3. A process that improves speech processing by identifying periodic interference by processing a limited frequency band comprising:
converting a limited frequency band of a continuously varying input into a digital-domain signal;
converting the digital domain signal into a frequency-domain signal;
estimating the differences between a plurality of sets of adjacent frequency bins of the frequency-domain signal automatically;
comparing the estimated differences of the plurality of sets of adjacent frequency bins to a pre-programmed threshold automatically;
identifying a periodic interference across an aural spectrum based on the comparison automatically in real time; and
deriving a probability that reflects the number of actual detections of the periodic interference to the number of possible occurrences during the limited frequency band.
4. A system that detects interference that is received with an unvoiced, a fully voiced, or a mixed voice input comprising:
a digital converter that converts a time-varying input signal into a digital-domain signal;
a window function configured to pass signals within a programmed aural frequency range while substantially blocking signals above and below the programmed aural frequency range when multiplied by an output of the digital converter;
a frequency converter that converts the signals passing within the programmed aural frequency range into a plurality of frequency bins;
a noise detector configured to compare the covariance of a plurality of adjacent frequency bins to a programmed threshold to determine when a periodic interference is present in the unvoiced, the fully voiced, or the mixed voice input automatically; and
a controller configured to derive a probability that reflects the number of actual detections of the periodic interference to the number of possible occurrences.

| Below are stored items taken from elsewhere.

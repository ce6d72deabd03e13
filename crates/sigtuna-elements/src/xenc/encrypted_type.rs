#![forbid(unsafe_code)]

use crate::ds::KeyInfo;
use crate::xenc::{CipherData, EncryptionMethod};
use sigtuna_core::{ns, Result};
use sigtuna_xml::{element_children, optional_attribute, XmlElement, XmlNode};

/// The structure shared by `xenc:EncryptedData` and `xenc:EncryptedKey`.
///
/// Holds the mandatory `xenc:CipherData`, the optional method and key
/// info children, and the four optional attributes of the EncryptedType
/// schema type. The concrete element wrappers own the qualified name and
/// any extra fields.
///
/// Children outside this set (`xenc:EncryptionProperties`, foreign
/// markup) are dropped on parse rather than preserved as opaque chunks;
/// the EncryptedType content model is treated as closed, unlike the
/// extensible composites `ds:KeyInfo` and `ds:X509Data`. Serialization
/// therefore only ever emits children this type parsed or was built
/// with.
#[derive(Debug, Clone, PartialEq, Eq)]
pub struct EncryptedType {
    cipher_data: CipherData,
    encryption_method: Option<EncryptionMethod>,
    key_info: Option<KeyInfo>,
    id: Option<String>,
    type_uri: Option<String>,
    mime_type: Option<String>,
    encoding: Option<String>,
}

impl EncryptedType {
    pub fn new(
        cipher_data: CipherData,
        encryption_method: Option<EncryptionMethod>,
        key_info: Option<KeyInfo>,
    ) -> Self {
        Self {
            cipher_data,
            encryption_method,
            key_info,
            id: None,
            type_uri: None,
            mime_type: None,
            encoding: None,
        }
    }

    pub fn with_id(mut self, id: impl Into<String>) -> Self {
        self.id = Some(id.into());
        self
    }

    pub fn with_type(mut self, type_uri: impl Into<String>) -> Self {
        self.type_uri = Some(type_uri.into());
        self
    }

    pub fn with_mime_type(mut self, mime_type: impl Into<String>) -> Self {
        self.mime_type = Some(mime_type.into());
        self
    }

    pub fn with_encoding(mut self, encoding: impl Into<String>) -> Self {
        self.encoding = Some(encoding.into());
        self
    }

    pub fn cipher_data(&self) -> &CipherData {
        &self.cipher_data
    }

    pub fn encryption_method(&self) -> Option<&EncryptionMethod> {
        self.encryption_method.as_ref()
    }

    pub fn key_info(&self) -> Option<&KeyInfo> {
        self.key_info.as_ref()
    }

    pub fn id(&self) -> Option<&str> {
        self.id.as_deref()
    }

    pub fn type_uri(&self) -> Option<&str> {
        self.type_uri.as_deref()
    }

    pub fn mime_type(&self) -> Option<&str> {
        self.mime_type.as_deref()
    }

    pub fn encoding(&self) -> Option<&str> {
        self.encoding.as_deref()
    }

    /// Parse the shared attributes and children out of a concrete
    /// EncryptedData or EncryptedKey element. The caller has already
    /// checked the qualified name.
    pub(crate) fn parse_parts(node: roxmltree::Node<'_, '_>) -> Result<Self> {
        let mut encryption_method = None;
        let mut key_info = None;
        let mut cipher_data = None;
        for child in element_children(node) {
            match (child.tag_name().namespace(), child.tag_name().name()) {
                (Some(ns::ENC), ns::node::ENCRYPTION_METHOD) => {
                    encryption_method = Some(EncryptionMethod::from_xml(child)?);
                }
                (Some(ns::DSIG), ns::node::KEY_INFO) => {
                    key_info = Some(KeyInfo::from_xml(child)?);
                }
                (Some(ns::ENC), ns::node::CIPHER_DATA) => {
                    cipher_data = Some(CipherData::from_xml(child)?);
                }
                _ => {}
            }
        }
        let cipher_data = cipher_data.ok_or_else(|| {
            sigtuna_core::Error::MalformedElement(format!(
                "{} requires a xenc:CipherData child",
                node.tag_name().name(),
            ))
        })?;

        let mut parsed = Self::new(cipher_data, encryption_method, key_info);
        parsed.id = optional_attribute(node, ns::attr::ID);
        parsed.type_uri = optional_attribute(node, ns::attr::TYPE);
        parsed.mime_type = optional_attribute(node, ns::attr::MIME_TYPE);
        parsed.encoding = optional_attribute(node, ns::attr::ENCODING);
        Ok(parsed)
    }

    /// Write the shared attributes onto the wrapper element.
    pub(crate) fn write_attrs(&self, e: &mut XmlNode) {
        if let Some(id) = &self.id {
            e.set_attribute(ns::attr::ID, id);
        }
        if let Some(type_uri) = &self.type_uri {
            e.set_attribute(ns::attr::TYPE, type_uri);
        }
        if let Some(mime_type) = &self.mime_type {
            e.set_attribute(ns::attr::MIME_TYPE, mime_type);
        }
        if let Some(encoding) = &self.encoding {
            e.set_attribute(ns::attr::ENCODING, encoding);
        }
    }

    /// Write EncryptionMethod, KeyInfo and CipherData in schema order.
    pub(crate) fn write_children(&self, e: &mut XmlNode) {
        if let Some(method) = &self.encryption_method {
            e.append(method.to_xml());
        }
        if let Some(key_info) = &self.key_info {
            e.append(key_info.to_xml());
        }
        e.append(self.cipher_data.to_xml());
    }
}
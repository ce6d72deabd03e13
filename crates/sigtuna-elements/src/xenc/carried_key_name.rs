#![forbid(unsafe_code)]

use crate::macros::text_element;
use sigtuna_core::ns;

text_element!(
    /// A `xenc:CarriedKeyName` element: a human-readable name for the key
    /// carried by an `xenc:EncryptedKey`.
    CarriedKeyName,
    ns::ENC,
    ns::ENC_PREFIX,
    ns::node::CARRIED_KEY_NAME
);

#[cfg(test)]
mod tests {
    use super::*;
    use sigtuna_xml::{parse_document, XmlElement};

    #[test]
    fn test_round_trip() {
        let name = CarriedKeyName::new("Sally Doe");
        let rendered = name.render();
        assert_eq!(
            rendered,
            "<xenc:CarriedKeyName xmlns:xenc=\"http://www.w3.org/2001/04/xmlenc#\">\
             Sally Doe</xenc:CarriedKeyName>"
        );

        let doc = parse_document(&rendered).unwrap();
        let reparsed = CarriedKeyName::from_xml(doc.root_element()).unwrap();
        assert_eq!(reparsed.value(), "Sally Doe");
    }
}
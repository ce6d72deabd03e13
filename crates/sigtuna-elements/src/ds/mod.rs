#![forbid(unsafe_code)]

//! XML Digital Signature (`ds:`) element types.

mod key_info;
mod key_name;
mod key_value;
mod retrieval_method;
mod signature_method;
mod transform;
mod transforms;
mod x509_certificate;
mod x509_data;
mod x509_issuer_name;
mod x509_issuer_serial;
mod x509_subject_name;

pub use key_info::{KeyInfo, KeyInfoEntry};
pub use key_name::KeyName;
pub use key_value::KeyValue;
pub use retrieval_method::RetrievalMethod;
pub use signature_method::SignatureMethod;
pub use transform::Transform;
pub use transforms::Transforms;
pub use x509_certificate::X509Certificate;
pub use x509_data::{X509Data, X509DataEntry};
pub use x509_issuer_name::X509IssuerName;
pub use x509_issuer_serial::{X509IssuerSerial, X509SerialNumber};
pub use x509_subject_name::X509SubjectName;
#![forbid(unsafe_code)]

//! Base64 helpers shared by elements that carry binary content.

use base64::Engine;
use sigtuna_core::{Error, Result};

/// Cheap plausibility check for base64 content: alphabet, padding position
/// and four-character grouping. Whitespace is ignored since XML content is
/// commonly line-wrapped. This never decodes.
pub(crate) fn is_plausible_base64(value: &str) -> bool {
    let clean: String = value.chars().filter(|c| !c.is_whitespace()).collect();
    if clean.is_empty() || clean.len() % 4 != 0 {
        return false;
    }
    let body = clean.trim_end_matches('=');
    if clean.len() - body.len() > 2 {
        return false;
    }
    body.chars()
        .all(|c| c.is_ascii_alphanumeric() || c == '+' || c == '/')
}

/// Decode base64 content, ignoring embedded whitespace.
pub(crate) fn decode_base64(value: &str) -> Result<Vec<u8>> {
    let clean: String = value.chars().filter(|c| !c.is_whitespace()).collect();
    base64::engine::general_purpose::STANDARD
        .decode(&clean)
        .map_err(|e| Error::InvalidArgument(format!("invalid base64 content: {e}")))
}

#[cfg(test)]
mod tests {
    use super::*;

    #[test]
    fn test_plausible_base64_accepts_valid() {
        assert!(is_plausible_base64("MTIzNA=="));
        assert!(is_plausible_base64("aGVsbG8gd29ybGQh"));
        assert!(is_plausible_base64("YWJj\nZGVm")); // wrapped
    }

    #[test]
    fn test_plausible_base64_rejects_illegal() {
        assert!(!is_plausible_base64(""));
        assert!(!is_plausible_base64("ab!="));
        assert!(!is_plausible_base64("ab%c"));
        assert!(!is_plausible_base64("abcde")); // bad grouping
        assert!(!is_plausible_base64("a==="));
    }

    #[test]
    fn test_decode_ignores_whitespace() {
        assert_eq!(decode_base64("aGVs\nbG8=").unwrap(), b"hello");
        assert!(decode_base64("not base64!").is_err());
    }
}
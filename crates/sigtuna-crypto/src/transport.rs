#![forbid(unsafe_code)]

//! RSA key transport (PKCS#1 v1.5 and OAEP with MGF1/SHA-1).

use rsa::pkcs1::{DecodeRsaPrivateKey, DecodeRsaPublicKey};
use rsa::pkcs8::{DecodePrivateKey, DecodePublicKey};
use rsa::{Oaep, Pkcs1v15Encrypt, RsaPrivateKey, RsaPublicKey};
use sigtuna_core::{algorithm, Error, Result};

/// One of the W3C key transport algorithms.
#[derive(Debug, Clone, Copy, PartialEq, Eq)]
pub enum KeyTransport {
    RsaPkcs1,
    RsaOaepMgf1p,
}

impl KeyTransport {
    pub fn from_uri(uri: &str) -> Result<Self> {
        match uri {
            algorithm::RSA_PKCS1 => Ok(Self::RsaPkcs1),
            algorithm::RSA_OAEP => Ok(Self::RsaOaepMgf1p),
            _ => Err(Error::InvalidArgument(format!(
                "unsupported key transport: {uri}"
            ))),
        }
    }

    pub fn uri(&self) -> &'static str {
        match self {
            Self::RsaPkcs1 => algorithm::RSA_PKCS1,
            Self::RsaOaepMgf1p => algorithm::RSA_OAEP,
        }
    }

    /// Encrypt with a PEM-encoded RSA public key.
    pub fn encrypt(&self, public_pem: &[u8], data: &[u8]) -> Result<Vec<u8>> {
        let public_key = parse_public_key(public_pem)?;
        let mut rng = rand::thread_rng();
        match self {
            Self::RsaPkcs1 => public_key
                .encrypt(&mut rng, Pkcs1v15Encrypt, data)
                .map_err(|e| Error::Runtime(format!("RSA PKCS#1 encrypt: {e}"))),
            Self::RsaOaepMgf1p => public_key
                .encrypt(&mut rng, Oaep::new::<sha1::Sha1>(), data)
                .map_err(|e| Error::Runtime(format!("RSA-OAEP encrypt: {e}"))),
        }
    }

    /// Decrypt with a PEM-encoded RSA private key.
    pub fn decrypt(&self, private_pem: &[u8], data: &[u8]) -> Result<Vec<u8>> {
        let private_key = parse_private_key(private_pem)?;
        match self {
            Self::RsaPkcs1 => private_key
                .decrypt(Pkcs1v15Encrypt, data)
                .map_err(|e| Error::Runtime(format!("RSA PKCS#1 decrypt: {e}"))),
            Self::RsaOaepMgf1p => private_key
                .decrypt(Oaep::new::<sha1::Sha1>(), data)
                .map_err(|e| Error::Runtime(format!("RSA-OAEP decrypt: {e}"))),
        }
    }
}

/// Parse a public key from PEM, accepting SubjectPublicKeyInfo and the
/// legacy PKCS#1 `RSA PUBLIC KEY` form.
fn parse_public_key(pem: &[u8]) -> Result<RsaPublicKey> {
    let text = std::str::from_utf8(pem)
        .map_err(|_| Error::Runtime("public key material is not valid PEM".into()))?;
    RsaPublicKey::from_public_key_pem(text)
        .or_else(|_| RsaPublicKey::from_pkcs1_pem(text))
        .map_err(|e| Error::Runtime(format!("cannot parse RSA public key: {e}")))
}

/// Parse a private key from PEM, accepting PKCS#8 and the legacy PKCS#1
/// `RSA PRIVATE KEY` form.
fn parse_private_key(pem: &[u8]) -> Result<RsaPrivateKey> {
    let text = std::str::from_utf8(pem)
        .map_err(|_| Error::Runtime("private key material is not valid PEM".into()))?;
    RsaPrivateKey::from_pkcs8_pem(text)
        .or_else(|_| RsaPrivateKey::from_pkcs1_pem(text))
        .map_err(|e| Error::Runtime(format!("cannot parse RSA private key: {e}")))
}
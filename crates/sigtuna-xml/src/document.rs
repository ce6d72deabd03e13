#![forbid(unsafe_code)]

//! Thin entry points over roxmltree.

use sigtuna_core::{Error, Result};

/// Parse an XML document.
pub fn parse_document(text: &str) -> Result<roxmltree::Document<'_>> {
    roxmltree::Document::parse(text).map_err(|e| Error::XmlParse(e.to_string()))
}

/// Find the first descendant element with the given namespace and local name.
pub fn find_element<'a>(
    doc: &'a roxmltree::Document<'a>,
    ns: &str,
    local_name: &str,
) -> Option<roxmltree::Node<'a, 'a>> {
    doc.descendants().find(|n| {
        n.is_element()
            && n.tag_name().name() == local_name
            && n.tag_name().namespace().unwrap_or("") == ns
    })
}
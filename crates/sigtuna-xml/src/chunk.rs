#![forbid(unsafe_code)]

//! Opaque wrapper preserving unrecognized XML markup for round-tripping.

use crate::node::{XmlChild, XmlNode};

/// An arbitrary XML element kept verbatim.
///
/// Composite elements wrap any child they do not recognize in a `Chunk` so
/// that foreign content survives a parse/serialize round trip untouched.
#[derive(Debug, Clone, PartialEq, Eq)]
pub struct Chunk {
    node: XmlNode,
}

impl Chunk {
    /// Wrap an already-owned element.
    pub fn new(node: XmlNode) -> Self {
        Self { node }
    }

    /// Capture a parsed element, including all of its attributes and
    /// descendants.
    pub fn from_node(node: roxmltree::Node<'_, '_>) -> Self {
        Self {
            node: XmlNode::from_node(node),
        }
    }

    pub fn namespace(&self) -> Option<&str> {
        self.node.namespace()
    }

    pub fn local_name(&self) -> &str {
        self.node.local_name()
    }

    pub fn node(&self) -> &XmlNode {
        &self.node
    }

    /// Emptiness rule for opaque content: an element with no attributes
    /// and no child nodes other than whitespace text. Composites that skip
    /// empty extension content during serialization use this predicate.
    pub fn is_empty_element(&self) -> bool {
        self.node.attributes().is_empty()
            && self
                .node
                .children()
                .iter()
                .all(|c| matches!(c, XmlChild::Text(t) if t.trim().is_empty()))
    }

    pub fn to_xml(&self) -> XmlNode {
        self.node.clone()
    }
}

#[cfg(test)]
mod tests {
    use super::*;

    fn chunk(xml: &str) -> Chunk {
        let doc = roxmltree::Document::parse(xml).unwrap();
        Chunk::from_node(doc.root_element())
    }

    #[test]
    fn test_capture_preserves_markup() {
        let xml = "<f:Thing xmlns:f=\"urn:foreign\" a=\"1\"><f:Sub>text</f:Sub></f:Thing>";
        let c = chunk(xml);
        assert_eq!(c.namespace(), Some("urn:foreign"));
        assert_eq!(c.local_name(), "Thing");
        assert_eq!(c.to_xml().render(), xml);
    }

    #[test]
    fn test_empty_element_predicate() {
        assert!(chunk("<a/>").is_empty_element());
        assert!(chunk("<a>  </a>").is_empty_element());
        assert!(!chunk("<a b=\"c\"/>").is_empty_element());
        assert!(!chunk("<a>text</a>").is_empty_element());
        assert!(!chunk("<a><b/></a>").is_empty_element());
    }
}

9. A system that detects a periodic interference that is received with an unvoiced, a fully voiced, or a mixed voice input comprising:
a digital converter that converts a time-varying input signal into a digital-domain signal;
a window function configured to pass signals within a programmed aural frequency range while substantially blocking signals above and below the frequency range when multiplied with an output of the digital converter;
a frequency converter that converts the signals passing within the programmed aural frequency range into a plurality of frequency bins;
a power domain converter that averages an acoustic power in each of the plurality of frequency bins;
a signal extractor that compares the spectral differences in selected frequency bins that comprise multiple peaks and troughs of the time-varying signal if viewed in the time domain; and
a noise identifier that automatically identifies the periodic interference;
where the noise identifier identifies the periodic interference by setting a flag that comprises a continuous signal in the time domain offset by a programmed increment
5. The system that detects interference that is received with the unvoiced, the fully voiced, or the mixed voice input of
6. The system that detects interference that is received with the unvoiced, the fully voiced, or the mixed voice input of
7. The system that detects interference that is received with the unvoiced, the fully voiced, or the mixed voice input of
8. The system that detects interference that is received with the unvoiced, the fully voiced, or the mixed voice input of
10. The system that detects a periodic interference that is received with an unvoiced, a fully voiced, or a mixed voice input of
|
1. Technical Field
This disclosure relates to a speech processes, and more particularly to a process that identifies interference that may occur during a registration process.
2. Related Art
Speech processing is susceptible to environmental noise and electromagnetic interference. Some interference may combine with other noise to reduce speech intelligibility and quality.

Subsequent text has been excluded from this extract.